B: The Schemes in more detail

13

Each of the Schemes operated in materially the same way. For convenience, throughout this judgment I will refer principally to SAD1, pointing out where necessary any differences with SAD2 or SAD3. The following is a high level summary of SAD1. I refer to aspects of the Scheme in greater detail later on in this judgment, when considering specific arguments of the claimants.

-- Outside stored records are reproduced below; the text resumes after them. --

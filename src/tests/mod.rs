use std::sync::Arc;

use rand::Rng;
use rocket::{
    http::{ContentType, Status},
    local::asynchronous::{Client, LocalResponse},
    serde::json::Value,
};
use sqlx::any::AnyPoolOptions;

use crate::{
    database::{ScoreEntry, ScoreSubmission, SqlDialect, SqlScoreStore},
    leaderboard::TOP_SCORES_LIMIT,
    requests::{ErrorDetail, IndexPage},
    service::ScoreService,
};

const TEST_TABLE: &str = "scores";

const CREATE_TABLE: &str = "CREATE TABLE scores (
    id INTEGER PRIMARY KEY AUTOINCREMENT,
    player_name TEXT NOT NULL,
    score BIGINT NOT NULL,
    difficulty TEXT NOT NULL,
    time_taken BIGINT NOT NULL,
    created_at TEXT NOT NULL
)";

/// Opens a fresh in-memory sqlite store, optionally creating the scores table.
async fn sqlite_store(create_table: bool) -> SqlScoreStore {
    sqlx::any::install_default_drivers();
    // A single connection that never expires, so the in-memory database outlives the test
    let pool = AnyPoolOptions::new()
        .max_connections(1)
        .idle_timeout(None)
        .max_lifetime(None)
        .connect("sqlite::memory:")
        .await
        .expect("in-memory sqlite database");

    let store = SqlScoreStore::new(pool, SqlDialect::Sqlite, TEST_TABLE);
    if create_table {
        sqlx::query(CREATE_TABLE)
            .execute(store.pool())
            .await
            .expect("scores table");
    }
    store
}

async fn spawn_client_with(service: ScoreService) -> Client {
    Client::tracked(super::build(service, IndexPage::default()))
        .await
        .expect("valid rocket instance")
}

async fn spawn_client() -> Client {
    let store = sqlite_store(true).await;
    spawn_client_with(ScoreService::new(Arc::new(store))).await
}

async fn deserialize_response<'a, T: rocket::serde::DeserializeOwned>(
    response: LocalResponse<'a>,
) -> rocket::serde::json::serde_json::Result<T> {
    let string = response.into_string().await.unwrap();
    rocket::serde::json::serde_json::from_str(&string)
}

/// Posts a score and returns the rows the server reports as stored.
async fn save_score<'a>(
    client: &'a Client,
    submission: &ScoreSubmission,
) -> Result<Vec<Value>, LocalResponse<'a>> {
    let response = client.post("/api/scores").json(submission).dispatch().await;
    if response.status() != Status::Ok {
        return Err(response);
    }

    let stored = deserialize_response::<Vec<Value>>(response)
        .await
        .unwrap();
    Ok(stored)
}

/// Fetches the top scores.
async fn get_scores(client: &Client) -> Result<Vec<ScoreEntry>, LocalResponse<'_>> {
    let response = client.get("/api/scores").dispatch().await;
    if response.status() != Status::Ok {
        return Err(response);
    }

    let scores = deserialize_response::<Vec<ScoreEntry>>(response)
        .await
        .unwrap();
    Ok(scores)
}

async fn post_raw<'a>(client: &'a Client, body: &'a str) -> LocalResponse<'a> {
    client
        .post("/api/scores")
        .header(ContentType::JSON)
        .body(body)
        .dispatch()
        .await
}

#[rocket::async_test]
async fn index_page_is_served() {
    let client = spawn_client().await;
    let response = client.get("/").dispatch().await;
    assert_eq!(response.status(), Status::Ok);
    assert_eq!(response.content_type(), Some(ContentType::HTML));

    let body = response.into_string().await.unwrap();
    assert!(body.contains("/api/scores"));
}

#[rocket::async_test]
async fn index_page_falls_back_when_the_template_is_missing() {
    let service = ScoreService::unavailable();
    let page = IndexPage::new(Some("does/not/exist/index.html".into()));
    let client = Client::tracked(super::build(service, page))
        .await
        .expect("valid rocket instance");

    let response = client.get("/").dispatch().await;
    assert_eq!(response.status(), Status::Ok);
    let body = response.into_string().await.unwrap();
    assert!(body.contains("<h1>Score API</h1>"));
}

/// Saves a score and reads it back from the top of the leaderboard
#[rocket::async_test]
async fn save_then_list() {
    let client = spawn_client().await;

    let ann = ScoreSubmission::new("Ann", 950, "easy", 42);
    let stored = save_score(&client, &ann).await.unwrap();
    assert_eq!(stored.len(), 1);
    assert!(stored[0]["id"].is_i64());
    assert_eq!(stored[0]["player_name"], "Ann");
    assert_eq!(stored[0]["score"], 950);
    assert_eq!(stored[0]["difficulty"], "easy");
    assert_eq!(stored[0]["time_taken"], 42);
    assert!(stored[0]["created_at"].is_string());

    save_score(&client, &ScoreSubmission::new("Bob", 120, "hard", 300))
        .await
        .unwrap();

    let scores = get_scores(&client).await.unwrap();
    assert_eq!(scores.len(), 2);
    assert_eq!(scores[0], ScoreEntry::from(ann));
}

/// The leaderboard is capped and sorted, whatever order the scores arrive in
#[rocket::async_test]
async fn list_is_capped_and_sorted() {
    let client = spawn_client().await;

    let mut rng = rand::thread_rng();
    for i in 0..(TOP_SCORES_LIMIT + 5) {
        let submission = ScoreSubmission::new(
            format!("player{}", i),
            rng.gen_range(-1000..10_000),
            "normal",
            rng.gen_range(0..600),
        );
        save_score(&client, &submission).await.unwrap();
    }

    let scores = get_scores(&client).await.unwrap();
    assert_eq!(scores.len(), TOP_SCORES_LIMIT);
    assert!(scores.windows(2).all(|pair| pair[0].score >= pair[1].score));
}

/// Identical submissions are stored as separate records
#[rocket::async_test]
async fn duplicate_submissions_are_kept() {
    let client = spawn_client().await;

    let submission = ScoreSubmission::new("Ann", 500, "easy", 10);
    let first = save_score(&client, &submission).await.unwrap();
    let second = save_score(&client, &submission).await.unwrap();
    assert_ne!(first[0]["id"], second[0]["id"]);

    let scores = get_scores(&client).await.unwrap();
    assert_eq!(scores.len(), 2);
    assert!(scores.iter().all(|entry| *entry == ScoreEntry::from(submission.clone())));
}

/// Malformed bodies are rejected before anything is written
#[rocket::async_test]
async fn malformed_submissions_are_rejected() {
    let client = spawn_client().await;

    let missing_field = r#"{"player_name": "Ann", "score": 950, "difficulty": "easy"}"#;
    let response = post_raw(&client, missing_field).await;
    assert_eq!(response.status(), Status::UnprocessableEntity);
    let error = deserialize_response::<ErrorDetail>(response).await.unwrap();
    assert!(
        error.detail.starts_with("missing field `time_taken`"),
        "{}",
        error.detail
    );

    let string_score =
        r#"{"player_name": "Ann", "score": "lots", "difficulty": "easy", "time_taken": 42}"#;
    let response = post_raw(&client, string_score).await;
    assert_eq!(response.status(), Status::UnprocessableEntity);
    let error = deserialize_response::<ErrorDetail>(response).await.unwrap();
    assert!(
        error.detail.starts_with("invalid type: string \"lots\""),
        "{}",
        error.detail
    );

    let response = post_raw(&client, "{not json").await;
    assert_eq!(response.status(), Status::BadRequest);
    let error = deserialize_response::<ErrorDetail>(response).await.unwrap();
    assert!(error.detail.contains("line 1"), "{}", error.detail);

    assert!(get_scores(&client).await.unwrap().is_empty());
}

/// Without a store both endpoints answer with a 500 and a detail message
#[rocket::async_test]
async fn unavailable_store() {
    let client = spawn_client_with(ScoreService::unavailable()).await;

    let response = get_scores(&client).await.unwrap_err();
    assert_eq!(response.status(), Status::InternalServerError);
    let error = deserialize_response::<ErrorDetail>(response).await.unwrap();
    assert_eq!(
        error,
        ErrorDetail::new("score store connection is not configured")
    );

    let submission = ScoreSubmission::new("Ann", 950, "easy", 42);
    let response = save_score(&client, &submission).await.unwrap_err();
    assert_eq!(response.status(), Status::InternalServerError);
    let error = deserialize_response::<ErrorDetail>(response).await.unwrap();
    assert_eq!(
        error,
        ErrorDetail::new("score store connection is not configured")
    );
}

/// Store failures are echoed back in the detail message
#[rocket::async_test]
async fn store_errors_are_reported() {
    let store = sqlite_store(false).await;
    let client = spawn_client_with(ScoreService::new(Arc::new(store))).await;

    let response = get_scores(&client).await.unwrap_err();
    assert_eq!(response.status(), Status::InternalServerError);
    let error = deserialize_response::<ErrorDetail>(response).await.unwrap();
    assert!(error.detail.contains("no such table"), "{}", error.detail);

    let submission = ScoreSubmission::new("Ann", 950, "easy", 42);
    let response = save_score(&client, &submission).await.unwrap_err();
    assert_eq!(response.status(), Status::InternalServerError);
}

#[rocket::async_test]
async fn unknown_routes_answer_with_json() {
    let client = spawn_client().await;
    let response = client.get("/api/unknown").dispatch().await;
    assert_eq!(response.status(), Status::NotFound);
    let error = deserialize_response::<ErrorDetail>(response).await.unwrap();
    assert!(error.detail.contains("/api/unknown"));
}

The contractual structure in brief

14

SAD1 was established in order to acquire and exploit distribution rights in the US, UK and Canada for an initial portfolio of ten films. It entered into a distribution agreement with Warner Bros (later Warner Bros Pictures) (“WB”), executed on 6 December 2002 but effective from 25 November 2002 (the “DA”). The DA is governed by Californian law, but neither party contended that this differed from English law in any relevant way.

15

Under the DA, WB licensed to SAD1 distribution rights in a portfolio of 10 films (although this was later reduced to 6), subject to WB's right to substitute films. SAD1 agreed to distribute, exploit and exhibit the films, and bound itself to do so via a marketing services agreement (“MSA”) with each of the following WB affiliates: Kendall Distributing LLP, Warner Bros Distributors Limited and Warner Home Video (UK) Limited (together, the “Sub-Distributors”). The Sub-Distributors actually carried out the marketing and distribution of the films. SAD1 was required to pay WB royalties from the proceeds of distributing the films.

16

The DA also provided for further pictures (the “Additional Pictures”) to be included within its scope.

17

Under each MSA the Sub-Distributor was appointed, exclusively, to sub-distribute, exploit and exhibit the films. SAD1 granted the Sub-Distributor a licence of those of its rights necessary to enable the Sub-Distributor to carry out its obligations. The Sub-Distributor was required to submit to SAD1, for its approval and recommendations, a budget setting out anticipated print and advertising costs (“P&A Costs”) and marketing materials.

18

SAD1 employed specialist consultants to advise it on marketing plans.

19

In the event of disagreement over SAD1's recommendations as to the marketing strategy, the parties were required to use their best efforts to agree on a plan. Under the DA, if agreement could nevertheless not be reached, WB had the right to withdraw the relevant film from the slate.

20

In the event of disagreement over the budget for a film, SAD1 would be responsible for paying that part of the budget to which it agreed, and the...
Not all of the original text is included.